Die genaue Route seht Ihr am besten in dieser Karte:

Am Kap angekommen geht es entlang der Atlantikküste nach Norden. Ich werde die Rota Vicentina entlang wandern. Die Rota Vicentina kann auf mehreren Wegen gelaufen werden. Ich habe mich bisher entschlossen den Fishermen’s Trail entlang zu gehen. Er führt mich fast 200 km in den Norden direkt am Atlantik entlang. Wenn Ihr diese Website öffnet, dann brauche ich euch glaube ich nicht erzählen was für eine schöne Landschaft ich sehen werde! Wir sind Europa und haben solche schöne Regionen. Selbst mir als Portugal Liebhaber war nicht bewusst, dass die Atlantikküste so schön sein kann!

Fishermen’s Trail

Bei Porto Covo werde ich den Historical Way bis nach Santiago do Cacém wandern.

Historical Way

Von dort aus wird es sehr wahrscheinlich mit dem Bus bis nach Lissabon gehen.
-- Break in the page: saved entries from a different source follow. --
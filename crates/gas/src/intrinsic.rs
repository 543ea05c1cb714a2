//! Intrinsic gas: what a transaction costs before any opcode runs.
use crate::{
    GasError, ACCESS_LIST_ADDRESS, ACCESS_LIST_STORAGE_KEY, INITCODE_WORD_COST, TX_DATA_NON_ZERO_GAS_EIP2028,
    TX_DATA_NON_ZERO_GAS_FRONTIER, TX_DATA_ZERO_GAS, TX_GAS, TX_GAS_CONTRACT_CREATION,
};
use primitives::SpecId;
use transaction::{AccessList, TxData};

/// EIP-3860 init code cost: two gas per 32 byte word.
#[inline]
pub const fn initcode_cost(len: u64) -> u64 {
    len.div_ceil(32).saturating_mul(INITCODE_WORD_COST)
}

/// Initial gas that is deducted for transaction to be included.
/// Initial gas contains initial stipend gas, gas for access list and input data.
///
/// Fails only when the sum does not fit in 64 bits.
pub fn intrinsic_gas(
    spec_id: SpecId,
    input: &[u8],
    is_create: bool,
    access_list: Option<&AccessList>,
) -> Result<u64, GasError> {
    // base stipend
    let mut gas = if is_create && spec_id.is_enabled_in(SpecId::HOMESTEAD) {
        // EIP-2: Homestead Hard-fork Changes
        TX_GAS_CONTRACT_CREATION
    } else {
        TX_GAS
    };

    let zero_data_len = input.iter().filter(|v| **v == 0).count() as u64;
    let non_zero_data_len = input.len() as u64 - zero_data_len;

    // EIP-2028: Transaction data gas cost reduction
    let non_zero_gas = if spec_id.is_enabled_in(SpecId::ISTANBUL) {
        TX_DATA_NON_ZERO_GAS_EIP2028
    } else {
        TX_DATA_NON_ZERO_GAS_FRONTIER
    };
    gas = checked_add_mul(gas, non_zero_data_len, non_zero_gas)?;
    gas = checked_add_mul(gas, zero_data_len, TX_DATA_ZERO_GAS)?;

    // EIP-3860: Limit and meter initcode
    if is_create && spec_id.is_enabled_in(SpecId::SHANGHAI) {
        gas = gas
            .checked_add(initcode_cost(input.len() as u64))
            .ok_or(GasError::IntrinsicGasOverflow)?;
    }

    if let Some(access_list) = access_list {
        if spec_id.is_enabled_in(SpecId::BERLIN) {
            gas = checked_add_mul(gas, access_list.len() as u64, ACCESS_LIST_ADDRESS)?;
            gas = checked_add_mul(
                gas,
                access_list.storage_key_count() as u64,
                ACCESS_LIST_STORAGE_KEY,
            )?;
        }
    }

    Ok(gas)
}

/// [`intrinsic_gas`] of a transaction payload, checked against its gas limit.
pub fn intrinsic_gas_for_tx(tx: &TxData, spec_id: SpecId) -> Result<u64, GasError> {
    let intrinsic_gas = intrinsic_gas(spec_id, tx.input(), tx.is_create(), tx.access_list())?;
    if tx.gas_limit() < intrinsic_gas {
        return Err(GasError::IntrinsicGasTooLow {
            gas_limit: tx.gas_limit(),
            intrinsic_gas,
        });
    }
    Ok(intrinsic_gas)
}

#[inline]
fn checked_add_mul(gas: u64, count: u64, cost: u64) -> Result<u64, GasError> {
    count
        .checked_mul(cost)
        .and_then(|extra| gas.checked_add(extra))
        .ok_or(GasError::IntrinsicGasOverflow)
}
Auch diese Stadt wird mich nie mehr loslassen und ich freue mich schon auf engen Gassen, die kleinen Café und das entlang schlendern am Ufer des Tejo. Von Lissabon aus werde ich nun offiziell die Pilgerreise nach Santiago de Compostela antreten! Mein erster Gedanke in 2016 war, dass ich den Jakobsweg pilgern möchte und fast genau 3 Jahre später werde ich ihn von Lissabon aus starten!

Die ersten 100 Kilometer führen mich in das Inland nach Santarém auf dem Caminho Portugues de Santiago. Diesen folge ich 160 km weiter nördlich nach Coímbra. Jetzt folgt der längste Abschnitt diesen Wanderwegs und zwar 380 km in Richtung Küste nach Porto. In Porto werde ich definitiv ein paar Tage Pause einlegen und die letzten Kilometer nach Santiago de Compostela gehen. Dieses Ziel wird nicht das Ende meiner Tour bedeuten, aber erst einmal das Ende meiner konkreten Planungen!

Ich weiß nicht wie lange ich bis zu diesem Ziel wandern werde. Ganz ehrlich, langsam zähle ich nicht mehr mit, aber ich werde schon über ein halbes Jahr unterwegs sein und somit naht der Winter auch im Süden Europas. Mein Ziel ist und bleibt das Nordkap und das werde ich erreichen!